Born in Florence in April 1519, Catherine de Medici’s personal life was fraught with difficulty from the start. She was orphaned soon after her birth and then passed between various members of her family until she was imprisoned in a convent following a civilian uprising against the Medicis in 1530. She was held hostage there for over three years never quite knowing if she was safe. At the age of 14, she was married off by her uncle, Pope Clement VII, to Henri of Orleans, later King Henri II of France. Catherine adored him, but in return was essentially ignored in favour of the older, more beautiful, Diane de Poitiers, who was Henri’s mistress for practically the whole of his adult life. While Catherine clearly hated Diane and her hold over the King’s affections, Catherine wasn’t powerful enough to challenge Henri’s mistress and so had to tolerate the older woman and constantly hide and disguise her true feelings. If that wasn’t enough, Catherine’s position was further undermined by her inability to conceive a child for the first ten years of her marriage. During this time she lived under the almost constant threat of repudiation. After all, a barren Queen was anything but indispensable to the monarchy. And yet, through a combination of politics, pragmatism and resourcefulness, Catherine maintained her position.

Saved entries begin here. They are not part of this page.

//! Core engine for the spreadsheet governance audit.
//!
//! Given an authenticated [`Session`] and a [`SpreadsheetApi`] implementation,
//! the [`Auditor`] enumerates every spreadsheet the session can see, runs the
//! per-spreadsheet enrichment pipeline over each of them, and assembles a
//! single [`AuditReport`].
//!
//! # Key Components
//!
//! - **Remote API seam**: [`SpreadsheetApi`] is the only way the engine talks
//!   to the provider. Every call receives the immutable [`Session`].
//! - **Per-Sheet Inspector**: [`SheetInspector`] detects blank tabs and scans
//!   formulas for cross-spreadsheet imports.
//! - **Per-Spreadsheet Enricher**: [`Enricher`] drives an explicit
//!   [`EnrichmentState`] machine for one spreadsheet.
//! - **Audit Aggregator**: [`Auditor`] lists, fans out and merges.
//! - **Failure policy**: every remote [`Operation`] carries a
//!   [`FailurePolicy`] that decides how far a failure is allowed to travel.
//!
//! # Example
//!
//! ```ignore
//! use std::sync::Arc;
//!
//! use sheetaudit_core::{AuditOptions, Auditor, Session};
//!
//! # async fn example(api: Arc<dyn sheetaudit_core::SpreadsheetApi>) -> Result<(), Box<dyn std::error::Error>> {
//! let auditor = Auditor::new(api, AuditOptions::default());
//! let session = Session::new("ya29.token")?;
//! let report = auditor.run_audit(&session).await;
//! println!("{}", serde_json::to_string_pretty(&report)?);
//! # Ok(())
//! # }
//! ```

mod aggregator;
mod api;
mod config;
mod enricher;
mod inspector;
mod model;
mod policy;
mod session;

#[cfg(test)]
mod testing;

pub use aggregator::Auditor;
pub use api::{ApiError, SCRIPT_MIME_TYPE, SPREADSHEET_MIME_TYPE, SpreadsheetApi};
pub use config::{
    AuditOptions, Config, ConfigError, CredentialsConfig, GoogleConfig, GoogleCredentials,
    ServerConfig,
};
pub use enricher::{AccessSummary, Enricher, EnrichmentState, EnrichmentTask, Findings};
pub use inspector::{
    EXTERNAL_IMPORT_MARKER, SheetInspector, is_external_import, scan_external_connections,
};
pub use model::{
    AuditReport, AuditedSpreadsheet, ChildDocument, EnrichedSpreadsheetRecord, ExternalConnection,
    FailedSpreadsheet, LISTING_FAILED_MESSAGE, NO_SPREADSHEETS_MESSAGE, OwnerRef, PermissionEntry,
    PermissionRole, PermissionType, RECORD_FAILED_MESSAGE, SheetTab, SpreadsheetPage,
    SpreadsheetSummary, TabStructure, ValueGrid,
};
pub use policy::{FailurePolicy, Operation, StageError};
pub use session::{Session, SessionError};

Given this set of personal circumstances, perhaps it is not a surprise that Catherine was a woman of many sides, of seeming contradictions. She was educated and enlightened, a Renaissance champion, a patron of the arts and architecture. She was also religious, a Catholic. And yet simultaneously she was deeply superstitious. She believed in the power of the stars and sought consolation from astrologers, soothsayers and mystics. In her early life she became interested in ancient magic – many have thought that this developed out of her supposed ‘infertility’ and that in her desperation she resorted to pagan remedies to try to cure it. She is said to have drunk gallons of mules’ urine, supposed to ward against sterility, as well as mare’s milk, rabbit’s blood and sheep’s urine. She had hideous poultices put upon her body, numerous concoctions made by alchemists.

After ten years, and still with no sign of a child, it has been said that Catherine actually started to believe that she was sexually inadequate – that she wasn’t making love to her husband in the right way. And so the stout hearted woman had holes drilled in the floor of her bedchamber so that she could stare down through them and, in the hope of learning something herself, watch her husband and his mistress making love in the room below. My novel opens with this scene, which is thought to have taken place at the chateau of Fontainebleau. Eventually Catherine did conceive but whether conception was aided by either the voyeurism or the pagan remedies is anyone’s guess!

Later in life, it is clear that Catherine’s fairly innocent magical dabblings developed into something somewhat darker. Part of her entourage were the Ruggieri brothers, Cosimo and Tommaso, renowned astrologers but who also practised the black arts and meddled in the occult. At Catherine’s chateau at Chaumont, various sources recount that a black magic ceremony was performed with a mirror in a darkened room to see how long Catherine’s sons would remain on the throne. It is also said that other evidence of occult practices was found after Catherine vacated the premises after Henri’s death – pentacles drawn on the floor, altars decorated with skulls, the remains of animal sacrifices.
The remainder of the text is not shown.